Looking back at Alex’s post, I thought it likely that high levels of government expenditure would be positively rather than negatively correlated with gender development, which raised the obvious question of the correlation between government consumption expenditure and economic freedom (as defined by the Fraser Institute index). Computing correlations, I found that, although it enters the index negatively, government consumption expenditure has a strong positive correlation (0.42) with economic freedom as estimated by the Fraser Institute. Conversely, the GCE component of the index is negatively correlated (0.43) with the index as a whole. By contrast, items with a strong ideological component, like labour market controls, were very weakly correlated with the aggregate index.
It immediately struck me that this could be the basis of some snarky pointscoring. But on reflection, I thought that it might be more useful to look seriously at the issues.
First, it’s necessary to explain the results. A large slab of the index consists of things like the absence of military interference in the rule of law. There’s also an entire section of the index devoted to sound money (low and stable inflation). These are both features characteristically provided by strong democratic governments, and not by weak ones, regardless of whether they are interventionist or laissez-faire. It seems pretty clear that a principal components analysis would show a dominant component associated with the characteristics of developed mixed economies, characteristics that include high levels of public expenditure, combined with relatively light-handed forms of government intervention in the private sector, compared to those characteristic of weak governments in less developed countries.
This is scarcely surprising. State capacity tends to rise with income, so in wealthy countries the state can achieve more, with less obtrusive use of power, than in poor countries. It is strong and not weak states that produce economic freedom.

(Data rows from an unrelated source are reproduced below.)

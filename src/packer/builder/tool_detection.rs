//! External tool detection.
//!
//! Stub images and helper tools ship in `<exe dir>/../share/rubysfx`. Tools
//! not found there are looked up on `PATH`.

use std::path::PathBuf;
use std::sync::LazyLock;

/// Shared data directory of this installation.
///
/// Cached result to avoid repeated `current_exe` lookups during a build.
pub static SHARE_DIR: LazyLock<Option<PathBuf>> = LazyLock::new(|| {
    let exe = match std::env::current_exe() {
        Ok(exe) => exe,
        Err(e) => {
            log::debug!("Cannot determine current executable: {}", e);
            return None;
        }
    };
    let dir = exe.parent()?.parent()?.join("share").join("rubysfx");
    log::debug!("Shared data directory: {}", dir.display());
    Some(dir)
});

/// Path of `name` inside the shared data directory, or `name` itself when the
/// directory cannot be determined.
pub fn shared_file(name: &str) -> PathBuf {
    match SHARE_DIR.as_ref() {
        Some(dir) => dir.join(name),
        None => PathBuf::from(name),
    }
}

/// Find the first of `names` in the shared data directory, then on `PATH`.
pub fn locate(names: &[&str]) -> Option<PathBuf> {
    for name in names {
        let candidate = shared_file(name);
        if candidate.is_file() {
            log::debug!("Found {} at: {}", name, candidate.display());
            return Some(candidate);
        }
    }
    for name in names {
        match which::which(name) {
            Ok(path) => {
                log::debug!("Found {} at: {}", name, path.display());
                return Some(path);
            }
            Err(e) => log::debug!("{} not found in PATH: {}", name, e),
        }
    }
    None
}

/// LZMA codec used to compress the opcode stream.
pub fn find_codec() -> Option<PathBuf> {
    locate(&["lzma.exe", "lzma"])
}

/// Tool that injects an icon resource into the stub.
pub fn find_icon_tool() -> Option<PathBuf> {
    locate(&["edicon.exe", "edicon"])
}

/// Interpreter used for dependency scanning; falls back to the bare name so
/// the launch error names it.
pub fn find_ruby() -> PathBuf {
    which::which("ruby").unwrap_or_else(|e| {
        log::debug!("ruby not found in PATH: {}", e);
        PathBuf::from("ruby")
    })
}

/// Inno Setup command-line compiler.
pub fn find_installer_compiler() -> PathBuf {
    locate(&["iscc.exe", "iscc", "ISCC.exe"]).unwrap_or_else(|| PathBuf::from("iscc"))
}

#[cfg(test)]
mod tests {
    use super::*;

    #[test]
    fn test_locate_missing_tool() {
        assert!(locate(&["rubysfx-definitely-not-a-tool"]).is_none());
    }

    #[test]
    fn test_shared_file_keeps_name() {
        assert!(shared_file("stub.exe").ends_with("stub.exe"));
    }
}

The same principles that lead to support for separation of powers within the state with clearly defined roles for the judiciary, legislature and executive (including the military!), also yield support for a mixed economy against the alternatives of comprehensive central planning and unfettered corporate power. The mixed economy produces more economic freedom for the average person than does the minimal state. Despite its own presumption to the contrary, the Fraser Institute’s analysis supports this conclusion.